Ramon Milian Rodriguez:
He wasn't selling drugs. We were, you know, he was just raising money, tainted money granted, but for a very good cause.

NARRATOR
Felix Rodriguez claims he met with the cartel's money launderer only once, and never solicited cash.

SUBCOMMITTEE HEARINGS

John Kerry:
We permitted narcotics we were complicitous as a country in narcotics traffic at the same time as we're spending countless dollars in this country to try to get rid of this problem. It's mind boggling.

Frontline:
Is the war on drugs a big priority in this country, really?

Joe Nellis:
Oh no, no, it's largely a joke. There is no war on drugs. No president who's ever announced one has ever fought one, and no President who's ever announced one has ever given the soldiers the ammunition with which to fight one.

Senator D'Amato:
The intelligence agencies of this country by God should be involved in this battle instead of working with the scum of the earth, which they've been doing. They should be involved in this battle as a crusade for the survival of this country and this hemisphere.

John Kerry:
I don't know if we've got the worst intelligence system in the world, I don't know if we've got the best and they knew it all and just overlooked it. But no matter how you look at it, something's wrong.
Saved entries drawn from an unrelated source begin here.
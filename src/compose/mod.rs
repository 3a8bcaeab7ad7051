//! Message composition and sending.
//!
//! [`EzSender`] accumulates body blocks and attachments, then delivers one
//! message per recipient over a single SMTP session.
//!
//! ```ignore
//! let config = SendConfig::new(
//!     ServerConfig::new("smtp.domain.com", 587),
//!     SenderCredentials::new("me@domain.com", "secret"),
//! )?;
//! let mut ez = EzSender::new(config);
//! ez.set_subject("Welcome!");
//! ez.add_text("<h1>Hello!</h1><p>Welcome to our platform.</p>");
//! ez.add_attachment("report.pdf")?;
//! let result = ez.send(vec!["a@domain.com", "b@domain.com"])?;
//! ```

pub mod body;
pub mod builder;

use lettre::Transport;
use log::info;
use std::fmt::Display;
use std::path::{Path, PathBuf};

use crate::config::SendConfig;
use crate::domain::email::{ContentBlock, DeliveryResult, ImageBlock, Recipients};
use crate::error::{EzmailError, Result};
use crate::smtp::driver;
use crate::smtp::rate_limit::{CancelToken, RateLimiter};
use crate::template::render_template;

use builder::MessageParts;

/// Optional sizing and content-id for [`EzSender::add_image`].
#[derive(Debug, Clone, Default)]
pub struct ImageOptions {
    pub width: Option<String>,
    pub height: Option<String>,
    pub cid: Option<String>,
}

/// Composes and sends emails.
///
/// The body and attachment list are owned by the sender and must not change
/// while a `send` is running; `&mut self` enforces that within one thread.
pub struct EzSender {
    config: SendConfig,
    subject: Option<String>,
    body: Vec<ContentBlock>,
    attachments: Vec<PathBuf>,
    cancel: CancelToken,
}

impl EzSender {
    pub fn new(config: SendConfig) -> Self {
        Self {
            config,
            subject: None,
            body: Vec::new(),
            attachments: Vec::new(),
            cancel: CancelToken::new(),
        }
    }

    pub fn config(&self) -> &SendConfig {
        &self.config
    }

    pub fn set_subject(&mut self, subject: impl Into<String>) {
        self.subject = Some(subject.into());
    }

    pub fn subject(&self) -> Option<&str> {
        self.subject.as_deref()
    }

    pub fn body(&self) -> &[ContentBlock] {
        &self.body
    }

    pub fn attachments(&self) -> &[PathBuf] {
        &self.attachments
    }

    /// Appends text or HTML to the body.
    pub fn add_text(&mut self, html: impl Into<String>) {
        self.body.push(ContentBlock::Text(html.into()));
    }

    /// Renders a `.html` template with `tera` and appends the result.
    pub fn use_template(&mut self, file: impl AsRef<Path>, context: &tera::Context) -> Result<()> {
        let html = render_template(file.as_ref(), context)?;
        self.add_text(html);
        Ok(())
    }

    /// Queues an inline image. The file must exist now; if it disappears
    /// before sending it is skipped.
    pub fn add_image(&mut self, path: impl AsRef<Path>, options: ImageOptions) -> Result<()> {
        let path = existing_file(path.as_ref())?;
        self.body.push(ContentBlock::Image(ImageBlock {
            path,
            width: options.width,
            height: options.height,
            cid: options.cid,
        }));
        Ok(())
    }

    /// Queues a file attachment. It is read at send time, once per recipient.
    pub fn add_attachment(&mut self, path: impl AsRef<Path>) -> Result<()> {
        let path = existing_file(path.as_ref())?;
        self.attachments.push(path);
        Ok(())
    }

    pub fn clear_body(&mut self) {
        self.body.clear();
    }

    pub fn clear_attachments(&mut self) {
        self.attachments.clear();
    }

    /// Token that aborts the current or next batch, including a pending
    /// rate-limit pause. It is cleared once that batch returns.
    pub fn cancel_token(&self) -> CancelToken {
        self.cancel.clone()
    }

    /// Sends the composed message to every recipient individually.
    ///
    /// Only a failure to open the SMTP session is returned as an error;
    /// per-recipient failures are collected in the result.
    pub fn send(&mut self, recipients: impl Into<Recipients>) -> Result<DeliveryResult> {
        // the pooled connection closes when `transport` drops
        let transport = driver::connect(&self.config)?;
        Ok(self.send_with(&transport, recipients))
    }

    /// Same as [`send`](Self::send) over an already established transport.
    pub fn send_with<T>(&mut self, transport: &T, recipients: impl Into<Recipients>) -> DeliveryResult
    where
        T: Transport,
        T::Error: Display,
    {
        let recipients = recipients.into().normalized();
        info!("sending to {} recipient(s)", recipients.len());

        let assembled = body::assemble(&self.body);
        let parts = MessageParts {
            from: &self.config.sender.email,
            subject: self.subject.as_deref(),
            html: &assembled.html,
            inline_images: &assembled.inline_images,
            attachments: &self.attachments,
        };
        let mut limiter = RateLimiter::hourly(self.config.max_emails_per_hour, self.cancel.clone());

        let result = driver::deliver(transport, &parts, &recipients, &mut limiter);
        self.cancel.reset();
        result
    }
}

fn existing_file(path: &Path) -> Result<PathBuf> {
    if path.as_os_str().is_empty() {
        return Err(EzmailError::InvalidInput("the path/file must not be empty".into()));
    }
    if !path.is_file() {
        return Err(EzmailError::NotFound(path.to_path_buf()));
    }
    Ok(path.to_path_buf())
}
//! SMTP delivery: one session per batch, one message per recipient.

pub mod driver;
pub mod rate_limit;
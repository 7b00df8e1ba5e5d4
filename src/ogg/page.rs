use crate::error::{Error, Result};
use crate::ogg::lacing::{segment_header_len, write_segments};
use crate::ogg::{
    crc, OFFSET_GRANULE, OFFSET_HEADER_TYPE, OFFSET_SEGMENT_COUNT, OFFSET_SEQUENCE, OFFSET_SERIAL,
    OGG_FIXED_HEADER_SIZE, OGG_MAX_SEGMENTS, OGG_SIGNATURE, OGG_VERSION,
};

/// OGG Page Header fields that vary between pages
#[derive(Debug, Clone, Copy, PartialEq, Eq)]
pub struct PageHeader {
    pub header_type: u8,
    pub granule_position: u64,
    pub bitstream_serial: u32,
    pub page_sequence: u32,
}

impl PageHeader {
    /// Header for a plain data page; granule position is left at zero
    pub fn new(bitstream_serial: u32, page_sequence: u32) -> Self {
        PageHeader {
            header_type: 0,
            granule_position: 0,
            bitstream_serial,
            page_sequence,
        }
    }

    /// Set the header type flags (continuation, bos, eos)
    pub fn with_header_type(mut self, header_type: u8) -> Self {
        self.header_type = header_type;
        self
    }

    /// Write the 27 byte fixed header into `dest`, leaving the checksum zeroed
    pub fn write_fixed(&self, dest: &mut [u8], segment_count: u8) {
        let dest = &mut dest[..OGG_FIXED_HEADER_SIZE];
        dest.fill(0);
        dest[..4].copy_from_slice(OGG_SIGNATURE);
        dest[4] = OGG_VERSION;
        dest[OFFSET_HEADER_TYPE] = self.header_type;
        dest[OFFSET_GRANULE..OFFSET_GRANULE + 8]
            .copy_from_slice(&self.granule_position.to_le_bytes());
        dest[OFFSET_SERIAL..OFFSET_SERIAL + 4]
            .copy_from_slice(&self.bitstream_serial.to_le_bytes());
        dest[OFFSET_SEQUENCE..OFFSET_SEQUENCE + 4]
            .copy_from_slice(&self.page_sequence.to_le_bytes());
        dest[OFFSET_SEGMENT_COUNT] = segment_count;
    }
}

/// Build a checksummed page carrying a single packet
pub fn build_page(header: &PageHeader, payload: &[u8]) -> Result<Vec<u8>> {
    build_multi_packet_page(header, &[payload])
}

/// Build a checksummed page carrying several complete packets, each with its
/// own terminated lacing run.
pub fn build_multi_packet_page(header: &PageHeader, packets: &[&[u8]]) -> Result<Vec<u8>> {
    let segment_count: usize = packets.iter().map(|p| segment_header_len(p.len())).sum();
    if segment_count > OGG_MAX_SEGMENTS {
        return Err(Error::TooManySegments(segment_count));
    }

    let header_len = OGG_FIXED_HEADER_SIZE + segment_count;
    let body_len: usize = packets.iter().map(|p| p.len()).sum();
    let mut page = vec![0u8; header_len + body_len];

    header.write_fixed(&mut page, segment_count as u8);

    let mut idx = OGG_FIXED_HEADER_SIZE;
    for packet in packets {
        idx += write_segments(&mut page[idx..header_len], packet.len());
    }
    for packet in packets {
        page[idx..idx + packet.len()].copy_from_slice(packet);
        idx += packet.len();
    }

    crc::stamp(&mut page);
    log::debug!(
        "built ogg page seq={} segments={} size={}",
        header.page_sequence,
        segment_count,
        page.len()
    );
    Ok(page)
}

/// Working buffer that lets the codec write its packet at a fixed offset and
/// the page header be backfilled directly in front of it.
///
/// ```text
/// [ ........ header budget ........ | payload region ]
///              [ 27 + segments ]^
///              start            budget
/// ```
#[derive(Debug)]
pub struct ScratchBuffer {
    buf: Vec<u8>,
    header_budget: usize,
}

impl ScratchBuffer {
    pub const DEFAULT_HEADER_BUDGET: usize = 0x200;
    pub const DEFAULT_PAYLOAD_CAPACITY: usize = 4096 - Self::DEFAULT_HEADER_BUDGET;

    pub fn new(header_budget: usize, payload_capacity: usize) -> Self {
        ScratchBuffer {
            buf: vec![0u8; header_budget + payload_capacity],
            header_budget,
        }
    }

    pub fn header_budget(&self) -> usize {
        self.header_budget
    }

    /// Region the codec writes its packet into
    pub fn payload_mut(&mut self) -> &mut [u8] {
        &mut self.buf[self.header_budget..]
    }

    /// The first `len` bytes of the payload region
    pub fn payload(&self, len: usize) -> &[u8] {
        &self.buf[self.header_budget..self.header_budget + len]
    }

    /// Backfill a page header in front of the first `payload_len` payload
    /// bytes, checksum the page and return it.
    pub fn frame_page(&mut self, header: &PageHeader, payload_len: usize) -> Result<&[u8]> {
        let capacity = self.buf.len() - self.header_budget;
        if payload_len > capacity {
            return Err(Error::PayloadTooLarge {
                len: payload_len,
                capacity,
            });
        }

        let segment_count = segment_header_len(payload_len);
        if segment_count > OGG_MAX_SEGMENTS {
            return Err(Error::TooManySegments(segment_count));
        }

        let header_len = OGG_FIXED_HEADER_SIZE + segment_count;
        if header_len > self.header_budget {
            return Err(Error::HeaderTooLarge {
                needed: header_len,
                budget: self.header_budget,
            });
        }

        let start = self.header_budget - header_len;
        let end = self.header_budget + payload_len;
        header.write_fixed(&mut self.buf[start..], segment_count as u8);
        let table = &mut self.buf[start + OGG_FIXED_HEADER_SIZE..self.header_budget];
        write_segments(table, payload_len);

        let page = &mut self.buf[start..end];
        crc::stamp(page);
        log::debug!(
            "framed ogg page seq={} segments={} size={}",
            header.page_sequence,
            segment_count,
            page.len()
        );
        Ok(page)
    }
}

impl Default for ScratchBuffer {
    fn default() -> Self {
        Self::new(Self::DEFAULT_HEADER_BUDGET, Self::DEFAULT_PAYLOAD_CAPACITY)
    }
}
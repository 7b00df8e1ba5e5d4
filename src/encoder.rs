// Encoder session: codec handle plus OGG framing state
//
// Sequence numbers 0 and 1 belong to the header pages, so audio and silence
// pages start at 2. The counter only moves when a page is actually returned.

use std::time::Duration;

use crate::codec::{Codec, CodecError};
use crate::config::{EncoderConfig, Framing};
use crate::error::{Error, Result};
use crate::ogg::page::{PageHeader, ScratchBuffer};
use crate::opus::{self, VorbisComment, FIRST_AUDIO_PAGE_SEQUENCE};
use crate::silence::{self, SilenceSpec};
use crate::utils::pcm;

/// One block of interleaved input samples
#[derive(Debug, Clone, Copy)]
pub enum Samples<'a> {
    /// Little-endian 16-bit samples as raw bytes
    Raw(&'a [u8]),
    Int16(&'a [i16]),
    Float(&'a [f32]),
}

/// Encoder session.
///
/// Owns the codec exclusively; dropping the session (or calling
/// [`FrameEncoder::close`]) releases it. All methods take `&mut self`, so
/// concurrent calls on one session need external synchronisation.
pub struct FrameEncoder<C: Codec> {
    codec: C,
    config: EncoderConfig,
    page_sequence: u32,
    scratch: ScratchBuffer,
}

#[cfg(feature = "libopus")]
impl FrameEncoder<crate::codec::OpusCodec> {
    /// Open a session backed by libopus
    pub fn open(config: EncoderConfig) -> Result<Self> {
        let codec = crate::codec::OpusCodec::new(&config)?;
        Self::new(config, codec)
    }
}

impl<C: Codec> FrameEncoder<C> {
    /// Create a session around an already opened codec
    pub fn new(config: EncoderConfig, codec: C) -> Result<Self> {
        config.validate()?;
        log::info!(
            "opened encoder session: {} Hz, {} channel(s), {:?}, framing {:?}",
            config.sampling_rate,
            config.channels,
            config.application,
            config.framing
        );
        Ok(FrameEncoder {
            codec,
            config,
            page_sequence: FIRST_AUDIO_PAGE_SEQUENCE,
            scratch: ScratchBuffer::default(),
        })
    }

    /// Replace the working buffer, e.g. to change the header budget
    pub fn with_scratch_buffer(mut self, scratch: ScratchBuffer) -> Self {
        self.scratch = scratch;
        self
    }

    pub fn config(&self) -> &EncoderConfig {
        &self.config
    }

    pub fn codec(&self) -> &C {
        &self.codec
    }

    /// Sequence number the next emitted page will carry; wraps to 0 after
    /// `u32::MAX`
    pub fn page_sequence(&self) -> u32 {
        self.page_sequence
    }

    /// Identification and comment pages; empty when framing is disabled
    pub fn stream_header(&self) -> Result<Vec<u8>> {
        match self.config.framing {
            Framing::Ogg => {
                opus::header_pages(self.config.channels, self.config.serial, &self.config.vendor)
            }
            Framing::None => Ok(Vec::new()),
        }
    }

    /// Header pages with caller supplied user comments
    pub fn stream_header_with(&self, comment: &VorbisComment) -> Result<Vec<u8>> {
        match self.config.framing {
            Framing::Ogg => {
                opus::header_pages_with(self.config.channels, self.config.serial, comment)
            }
            Framing::None => Ok(Vec::new()),
        }
    }

    /// Encode one block and return it as a page, or as a bare packet when
    /// framing is disabled.
    pub fn encode(&mut self, samples: Samples<'_>) -> Result<Vec<u8>> {
        let channels = self.config.channels as usize;
        let out = self.scratch.payload_mut();
        let capacity = out.len();

        let result = match samples {
            Samples::Raw(bytes) => {
                let pcm = pcm::i16_from_le_bytes(bytes);
                self.codec.encode_i16(&pcm, pcm.len() / channels, out)
            }
            Samples::Int16(pcm) => self.codec.encode_i16(pcm, pcm.len() / channels, out),
            Samples::Float(pcm) => self.codec.encode_f32(pcm, pcm.len() / channels, out),
        };

        let len = match result {
            Ok(len) if len <= capacity => len,
            Ok(_) => {
                let e = CodecError::new(CodecError::BUFFER_TOO_SMALL);
                return Err(self.codec_failure(e));
            }
            Err(e) => return Err(self.codec_failure(e)),
        };

        match self.config.framing {
            Framing::None => Ok(self.scratch.payload(len).to_vec()),
            Framing::Ogg => {
                let header = self.next_page_header();
                let page = self.scratch.frame_page(&header, len)?.to_vec();
                self.page_sequence = self.page_sequence.wrapping_add(1);
                Ok(page)
            }
        }
    }

    pub fn encode_raw(&mut self, input: &[u8]) -> Result<Vec<u8>> {
        self.encode(Samples::Raw(input))
    }

    pub fn encode_i16(&mut self, input: &[i16]) -> Result<Vec<u8>> {
        self.encode(Samples::Int16(input))
    }

    pub fn encode_float(&mut self, input: &[f32]) -> Result<Vec<u8>> {
        self.encode(Samples::Float(input))
    }

    /// Encode a single silent block sized for `duration`
    pub fn create_silence(&mut self, duration: Duration) -> Result<SilenceSpec> {
        let out = self.scratch.payload_mut();
        silence::synthesize(&mut self.codec, &self.config, duration, out).map_err(|e| {
            if let Error::Codec(code) = &e {
                log::warn!("silence encoding failed: {}", code);
            }
            e
        })
    }

    /// Emit one page holding every repetition of the silent packet.
    ///
    /// Consumes exactly one sequence number regardless of the repeat count.
    pub fn encode_silence(&mut self, spec: &SilenceSpec) -> Result<Vec<u8>> {
        let header = self.next_page_header();
        let page = silence::assemble_page(spec, &header)?;
        self.page_sequence = self.page_sequence.wrapping_add(1);
        Ok(page)
    }

    /// Release the codec and end the session
    pub fn close(self) {
        log::info!("closing encoder session after {} page(s)", self.pages_emitted());
    }

    fn pages_emitted(&self) -> u32 {
        self.page_sequence.wrapping_sub(FIRST_AUDIO_PAGE_SEQUENCE)
    }

    fn next_page_header(&self) -> PageHeader {
        PageHeader::new(self.config.serial, self.page_sequence)
    }

    fn codec_failure(&self, e: CodecError) -> Error {
        log::warn!("opus encoding error at page {}: {}", self.page_sequence, e);
        Error::Codec(e)
    }
}

#[cfg(test)]
mod tests {
    use super::*;
    use crate::config::Application;
    use crate::ogg::OFFSET_SEQUENCE;

    type CodecResult = std::result::Result<usize, CodecError>;

    /// Returns one byte per frame, or an error for an empty block
    struct CountingCodec;

    impl Codec for CountingCodec {
        fn encode_i16(&mut self, _pcm: &[i16], frame_size: usize, out: &mut [u8]) -> CodecResult {
            if frame_size == 0 {
                return Err(CodecError::new(CodecError::BAD_ARG));
            }
            out[..frame_size].fill(0x16);
            Ok(frame_size)
        }

        fn encode_f32(&mut self, _pcm: &[f32], frame_size: usize, out: &mut [u8]) -> CodecResult {
            if frame_size == 0 {
                return Err(CodecError::new(CodecError::BAD_ARG));
            }
            out[..frame_size].fill(0x32);
            Ok(frame_size)
        }
    }

    fn sequence_of(page: &[u8]) -> u32 {
        u32::from_le_bytes(page[OFFSET_SEQUENCE..OFFSET_SEQUENCE + 4].try_into().unwrap())
    }

    #[test]
    fn test_frame_count_per_format() {
        let mut enc = FrameEncoder::new(EncoderConfig::default(), CountingCodec).unwrap();

        let page = enc.encode_float(&[0.0; 20]).unwrap();
        assert_eq!(page.len(), 28 + 10);
        assert_eq!(page[27], 10);
        assert_eq!(page[28], 0x32);

        let page = enc.encode_i16(&[0; 8]).unwrap();
        assert_eq!(page[27], 4);
        assert_eq!(page[28], 0x16);

        // 12 bytes = 6 samples = 3 stereo frames
        let page = enc.encode_raw(&[0; 12]).unwrap();
        assert_eq!(page[27], 3);
        assert_eq!(enc.page_sequence(), 5);
    }

    #[test]
    fn test_sequence_starts_at_two() {
        let mut enc = FrameEncoder::new(EncoderConfig::default(), CountingCodec).unwrap();
        assert_eq!(enc.page_sequence(), 2);
        let first = enc.encode_float(&[0.0; 4]).unwrap();
        let second = enc.encode_float(&[0.0; 4]).unwrap();
        assert_eq!(sequence_of(&first), 2);
        assert_eq!(sequence_of(&second), 3);
    }

    #[test]
    fn test_codec_failure_keeps_counter() {
        let mut enc = FrameEncoder::new(EncoderConfig::default(), CountingCodec).unwrap();
        enc.encode_float(&[0.0; 4]).unwrap();
        assert!(matches!(enc.encode_float(&[]), Err(Error::Codec(_))));
        assert_eq!(enc.page_sequence(), 3);
        assert_eq!(sequence_of(&enc.encode_float(&[0.0; 4]).unwrap()), 3);
    }

    #[test]
    fn test_bare_packets() {
        let config = EncoderConfig { framing: Framing::None, channels: 1, ..Default::default() };
        let mut enc = FrameEncoder::new(config, CountingCodec).unwrap();
        assert_eq!(enc.encode_float(&[0.0; 5]).unwrap(), vec![0x32; 5]);
        assert_eq!(enc.page_sequence(), 2);
        assert!(enc.stream_header().unwrap().is_empty());
    }

    #[test]
    fn test_header_too_large_is_not_counted() {
        let config = EncoderConfig { channels: 1, ..Default::default() };
        let mut enc = FrameEncoder::new(config, CountingCodec)
            .unwrap()
            .with_scratch_buffer(ScratchBuffer::new(28, 1024));
        assert!(enc.encode_float(&[0.0; 254]).is_ok());
        assert!(matches!(enc.encode_float(&[0.0; 255]), Err(Error::HeaderTooLarge { .. })));
        assert_eq!(enc.page_sequence(), 3);
    }

    #[test]
    fn test_invalid_config_rejected() {
        let config = EncoderConfig {
            sampling_rate: 44100,
            application: Application::Voip,
            ..Default::default()
        };
        assert!(matches!(FrameEncoder::new(config, CountingCodec), Err(Error::InvalidConfig(_))));
    }

    #[test]
    fn test_silence_consumes_one_sequence_number() {
        let mut enc = FrameEncoder::new(EncoderConfig::default(), CountingCodec).unwrap();
        let spec = enc.create_silence(Duration::from_millis(500)).unwrap();
        assert_eq!(spec.repeat_count(), 8);
        assert_eq!(spec.packet().len(), 2880);

        let page = enc.encode_silence(&spec).unwrap();
        assert_eq!(sequence_of(&page), 2);
        let page = enc.encode_silence(&spec).unwrap();
        assert_eq!(sequence_of(&page), 3);
        assert_eq!(enc.page_sequence(), 4);
    }

    #[test]
    fn test_sequence_wraps_after_max() {
        let mut enc = FrameEncoder::new(EncoderConfig::default(), CountingCodec).unwrap();
        enc.page_sequence = u32::MAX;
        assert_eq!(sequence_of(&enc.encode_float(&[0.0; 4]).unwrap()), u32::MAX);
        assert_eq!(enc.page_sequence(), 0);
        let spec = enc.create_silence(Duration::from_millis(60)).unwrap();
        assert_eq!(sequence_of(&enc.encode_silence(&spec).unwrap()), 0);
        assert_eq!(enc.page_sequence(), 1);
        assert_eq!(enc.pages_emitted(), u32::MAX);
        enc.close();
    }

    #[test]
    fn test_silence_longest_duration_rejected() {
        let mut enc = FrameEncoder::new(EncoderConfig::default(), CountingCodec).unwrap();
        enc.encode_float(&[0.0; 4]).unwrap();

        let spec = enc.create_silence(Duration::MAX).unwrap();
        assert_eq!(spec.repeat_count(), usize::MAX / 2880);
        assert!(matches!(enc.encode_silence(&spec), Err(Error::TooManySegments(_))));
        assert_eq!(enc.page_sequence(), 3);

        let spec = enc.create_silence(Duration::from_millis(60)).unwrap();
        assert_eq!(sequence_of(&enc.encode_silence(&spec).unwrap()), 3);
    }
}
// Shared helpers for integration tests
#![allow(dead_code)]

use opusogg::ogg::checksum;
use opusogg::{Codec, CodecError};

/// Codec stand-in: packet length follows the call index, calls listed in
/// `fail_on` return an internal error instead.
pub struct ScriptedCodec {
    pub calls: usize,
    pub fail_on: Vec<usize>,
    pub frame_sizes: Vec<usize>,
}

impl ScriptedCodec {
    pub fn new() -> Self {
        ScriptedCodec { calls: 0, fail_on: Vec::new(), frame_sizes: Vec::new() }
    }

    pub fn failing_on(calls: &[usize]) -> Self {
        ScriptedCodec { fail_on: calls.to_vec(), ..Self::new() }
    }

    fn produce(&mut self, frame_size: usize, out: &mut [u8]) -> Result<usize, CodecError> {
        let call = self.calls;
        self.calls += 1;
        self.frame_sizes.push(frame_size);
        if self.fail_on.contains(&call) {
            return Err(CodecError::new(CodecError::INTERNAL_ERROR));
        }
        let len = 100 + 53 * call;
        for (i, b) in out[..len].iter_mut().enumerate() {
            *b = (i + call) as u8;
        }
        Ok(len)
    }
}

impl Codec for ScriptedCodec {
    fn encode_i16(
        &mut self,
        _pcm: &[i16],
        frame_size: usize,
        out: &mut [u8],
    ) -> Result<usize, CodecError> {
        self.produce(frame_size, out)
    }

    fn encode_f32(
        &mut self,
        _pcm: &[f32],
        frame_size: usize,
        out: &mut [u8],
    ) -> Result<usize, CodecError> {
        self.produce(frame_size, out)
    }
}

/// A page split into its fields
#[derive(Debug)]
pub struct ParsedPage {
    pub header_type: u8,
    pub granule_position: u64,
    pub serial: u32,
    pub sequence: u32,
    pub crc: u32,
    pub segments: Vec<u8>,
    pub body: Vec<u8>,
}

impl ParsedPage {
    /// Lengths of the packets laced into this page
    pub fn packet_lengths(&self) -> Vec<usize> {
        opusogg::ogg::lacing::packet_lengths(&self.segments).expect("unterminated packet")
    }
}

/// Parse back to back pages, checking signature, version and checksum
pub fn parse_pages(mut bytes: &[u8]) -> Vec<ParsedPage> {
    let mut pages = Vec::new();
    while !bytes.is_empty() {
        assert_eq!(&bytes[..4], b"OggS");
        assert_eq!(bytes[4], 0);
        let segment_count = bytes[26] as usize;
        let segments = bytes[27..27 + segment_count].to_vec();
        let body_len: usize = segments.iter().map(|&x| x as usize).sum();
        let total = 27 + segment_count + body_len;
        let page = &bytes[..total];

        let crc = u32::from_le_bytes(page[22..26].try_into().unwrap());
        let mut zeroed = page.to_vec();
        zeroed[22..26].fill(0);
        assert_eq!(checksum(&zeroed), crc, "checksum mismatch");

        pages.push(ParsedPage {
            header_type: page[5],
            granule_position: u64::from_le_bytes(page[6..14].try_into().unwrap()),
            serial: u32::from_le_bytes(page[14..18].try_into().unwrap()),
            sequence: u32::from_le_bytes(page[18..22].try_into().unwrap()),
            crc,
            segments,
            body: page[27 + segment_count..].to_vec(),
        });
        bytes = &bytes[total..];
    }
    pages
}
Something is really wrong out there.

RAMON MILIAN RODRIGUEZ
Now, you can deny U.S. government involvement in drugs all you wanted, but the patterns are there and the players are there popping up again and, you know, eventually somebody's going to realize what the truth is.



JUDY WOODRUFF
This summer, both Ramon Milian Rodriguez and Felix Rodriguez are expected to testify publicly in front of Senator Kerry's committee about the drug cartel's alleged 10 million dollar contribution to the Contras.

Vice President Bush declined to be interviewed for this program or to reply to FRONTLINE's written questions about his relationship with Felix Rodriguez.

Thank you for joining us. I'm Judy Woodruff. Good night.